Have a chat with them often to know about their developing interests, hobbies, plans and other details of their life. Do not pry or force them to speak. Instead, gain their trust by believing them. When they trust you, they’ll tell you more.

A study reveals that children aged 10 to 15 relish spending moments with their parents, albeit dwindling as they age. The percentage of youngsters who appreciate being around their moms and dads declines as they grow older.

The graph below shows the percentage of boys and girls aged 14 to 15 years who enjoyed spending time with each parent. As indicated, the number is almost 50% among boys and girls for each parent. Overall, girls of 14-15 years of age tend to enjoy their time most with their mother while boys with their father.

Proportion of teens enjoying time spent with their parents by age and gender

Source: Relationships between parents and young teens; LSAC/Australian Institute of Family Studies
  • Your teens need privacy and ‘space’ as they grow more independent. So respect their privacy and give them their space (4). But do be informed about what they are doing or where they are going. Your kid may be growing up, but you still are the parent.
  • Your teenager can be annoying. But they still need your love and affection. So Be the loving parent they need to get through these challenging years. Show your love through actions, not mere words.
  • Have some fun together. Yes, you’ll have arguments and unpleasant experiences, but in between, have fun. Do things that you both enjoy.

Teens are independent and may not like it when you make decisions for them. So make it a point to involve them in decision-making. The decisions may not always be what they want, but at least they’ll be a part of the process. You can gain their confidence through this, and they are likely to share their plans with you.

Things to Avoid When Communicating:

  • Yelling, whining, or nagging them to do things.
  • Calling them names or patronizing them in front of their friends.
  • Arguing about everything to get your way just because you are the parent.

A teen is a half-grown adult who needs a little guidance. They need limits set on their behavior. But making them a part of the conversation will work. So communicate.

2. Value your relationship:

Your teenager wants to be heard and understood, not judged. And to be able to do that, you need to listen to them, support them, have fun together and respect each other. In short, your teen should be comfortable sharing stories about their experiences. Of course, the degree to which they share may vary greatly according to their unique personality. But for all kids, an open and accepting listening stance will best support a healthy relationship.

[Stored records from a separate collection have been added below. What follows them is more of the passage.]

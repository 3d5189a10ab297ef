//! Named sets of valid codes for `ID` fields, and the registry a grammar
//! carries them in.

use std::collections::{HashMap, HashSet};

use serde::{Deserialize, Serialize};

#[derive(Debug, Clone, PartialEq, Serialize, Deserialize)]
pub struct CodeSet {
    pub id: String,
    #[serde(default)]
    pub description: Option<String>,
    pub codes: HashSet<String>,
}

impl CodeSet {
    pub fn new(id: impl Into<String>, codes: impl IntoIterator<Item = String>) -> Self {
        Self {
            id: id.into(),
            description: None,
            codes: codes.into_iter().collect(),
        }
    }

    pub fn contains(&self, value: &str) -> bool {
        self.codes.contains(value)
    }
}

/// Lookup table of [`CodeSet`]s a grammar references by name.
#[derive(Debug, Clone, Default, Serialize, Deserialize)]
pub struct CodeSetRegistry {
    sets: HashMap<String, CodeSet>,
}

impl CodeSetRegistry {
    pub fn new() -> Self {
        Self::default()
    }

    pub fn insert(&mut self, set: CodeSet) {
        self.sets.insert(set.id.clone(), set);
    }

    pub fn get(&self, id: &str) -> Option<&CodeSet> {
        self.sets.get(id)
    }

    pub fn contains_code(&self, set_id: &str, value: &str) -> Option<bool> {
        self.get(set_id).map(|set| set.contains(value))
    }
}

#[cfg(test)]
mod tests {
    use super::*;

    #[test]
    fn code_set_membership() {
        let set = CodeSet::new("835_CLP02", ["1".into(), "2".into(), "19".into()]);
        assert!(set.contains("1"));
        assert!(!set.contains("99"));
    }

    #[test]
    fn registry_lookup_missing_set_returns_none() {
        let registry = CodeSetRegistry::new();
        assert_eq!(registry.contains_code("nonexistent", "X"), None);
    }

    #[test]
    fn registry_lookup_present_set_checks_membership() {
        let mut registry = CodeSetRegistry::new();
        registry.insert(CodeSet::new("qualifiers", ["MS".into(), "BY".into()]));
        assert_eq!(registry.contains_code("qualifiers", "MS"), Some(true));
        assert_eq!(registry.contains_code("qualifiers", "ZZ"), Some(false));
    }

    #[test]
    fn serde_roundtrip() {
        let mut registry = CodeSetRegistry::new();
        registry.insert(CodeSet::new("x", ["A".into()]));
        let json = serde_json::to_string(&registry).unwrap();
        let back: CodeSetRegistry = serde_json::from_str(&json).unwrap();
        assert_eq!(back.contains_code("x", "A"), Some(true));
    }
}
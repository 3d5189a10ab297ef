//! Primitive types shared by every crate in this workspace: the delimiter
//! set discovered from a document's envelope, the borrowed segment
//! representation the lexer produces, and small value types (segment
//! position, streaming control signal) with no dependencies of their own.

pub mod control;
pub mod delimiters;
pub mod position;
pub mod segment;

pub use control::Control;
pub use delimiters::{DelimiterError, DelimiterSet, EdiType};
pub use position::SegmentPosition;
pub use segment::RawSegment;
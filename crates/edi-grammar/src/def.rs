//! Self-describing, recursive JSON shape grammars are authored in.
//! [`GrammarDef`] is the natural tree a human writes by hand; it is
//! flattened into [`crate::grammar::Grammar`]'s arena once at load time,
//! so the recursive shape never survives into the in-memory
//! representation the tree builder walks.

use serde::{Deserialize, Serialize};

use crate::cardinality::Cardinality;
use crate::code_set::CodeSetRegistry;
use crate::field_schema::FieldSchemaEntry;
use crate::node::{Node, NodeKind};

#[derive(Debug, Clone, Serialize, Deserialize)]
#[serde(tag = "node")]
pub enum GrammarDef {
    #[serde(rename = "group")]
    Group {
        name: String,
        #[serde(default = "Cardinality::unbounded_def")]
        cardinality: CardinalityDef,
        children: Vec<GrammarDef>,
        /// See [`crate::node::NodeKind::Group::hl_level_codes`].
        #[serde(default)]
        hl_level_codes: Option<Vec<String>>,
    },
    #[serde(rename = "segment")]
    Segment {
        tag: String,
        #[serde(default = "Cardinality::one_def")]
        cardinality: CardinalityDef,
        #[serde(default)]
        fields: Vec<FieldSchemaEntry>,
    },
}

/// Wire-format cardinality pair; `max: null` means unbounded.
#[derive(Debug, Clone, Copy, Serialize, Deserialize)]
pub struct CardinalityDef {
    pub min: u32,
    pub max: Option<u32>,
}

impl From<CardinalityDef> for Cardinality {
    fn from(d: CardinalityDef) -> Self {
        Cardinality::new(d.min, d.max)
    }
}

impl Cardinality {
    fn unbounded_def() -> CardinalityDef {
        CardinalityDef { min: 0, max: None }
    }

    fn one_def() -> CardinalityDef {
        CardinalityDef { min: 1, max: Some(1) }
    }
}

/// Top-level grammar document: identity plus the root group and any
/// bundled code sets.
#[derive(Debug, Clone, Serialize, Deserialize)]
pub struct GrammarDocument {
    pub edi_type: String,
    pub message_type: String,
    pub version: String,
    pub root: GrammarDef,
    #[serde(default)]
    pub code_sets: CodeSetRegistry,
}

/// Flattens a recursive [`GrammarDef`] tree into the arena `nodes`,
/// returning the index of the node just appended.
pub fn flatten(nodes: &mut Vec<Node>, def: &GrammarDef) -> usize {
    match def {
        GrammarDef::Segment {
            tag,
            cardinality,
            fields,
        } => {
            nodes.push(Node {
                kind: NodeKind::Segment {
                    tag: tag.clone(),
                    fields: fields.clone(),
                },
                cardinality: (*cardinality).into(),
            });
            nodes.len() - 1
        }
        GrammarDef::Group {
            name,
            cardinality,
            children,
            hl_level_codes,
        } => {
            let child_indices: Vec<usize> = children.iter().map(|c| flatten(nodes, c)).collect();
            nodes.push(Node {
                kind: NodeKind::Group {
                    name: name.clone(),
                    children: child_indices,
                    hl_level_codes: hl_level_codes.clone(),
                },
                cardinality: (*cardinality).into(),
            });
            nodes.len() - 1
        }
    }
}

There will be times when you have to pull ranks and become the authority figure to say no. Parental authority has a critical role to play and should not be seen as negative. A teen will likely not thank you for setting limits, but when they sense that you have appropriate authority, it helps them feel safe as they navigate this often turbulent stage of development.

3. Sex, lies and alcohol:

Some of the most delicate issues you need to deal with teenagers are sex, alcohol, and drugs. Many kids dread discussing these topics with their parents. They’d rather talk about it with their friends or a confidante at school. Hence, if you force the issue, they may feel pressured to lie to you. Here are some tips on dealing with these things with the teen. Some conflict is inevitable and an important part of growth and development.

Let’s talk about sex

Teenagers and parents are always inhibited when it comes to talking about sex. But, if you think that you need to have the “big talk,” then do so. Talking about sex can be easy with a 16-year-old, but it is important to talk about sex earlier and talk often. That said, teenagers do not like being ‘told’ what they should or should not be doing. So start a conversation and talk about it, discuss it and answer any questions the kid may have. That way, they also feel heard and will be open to listening to what you say (5).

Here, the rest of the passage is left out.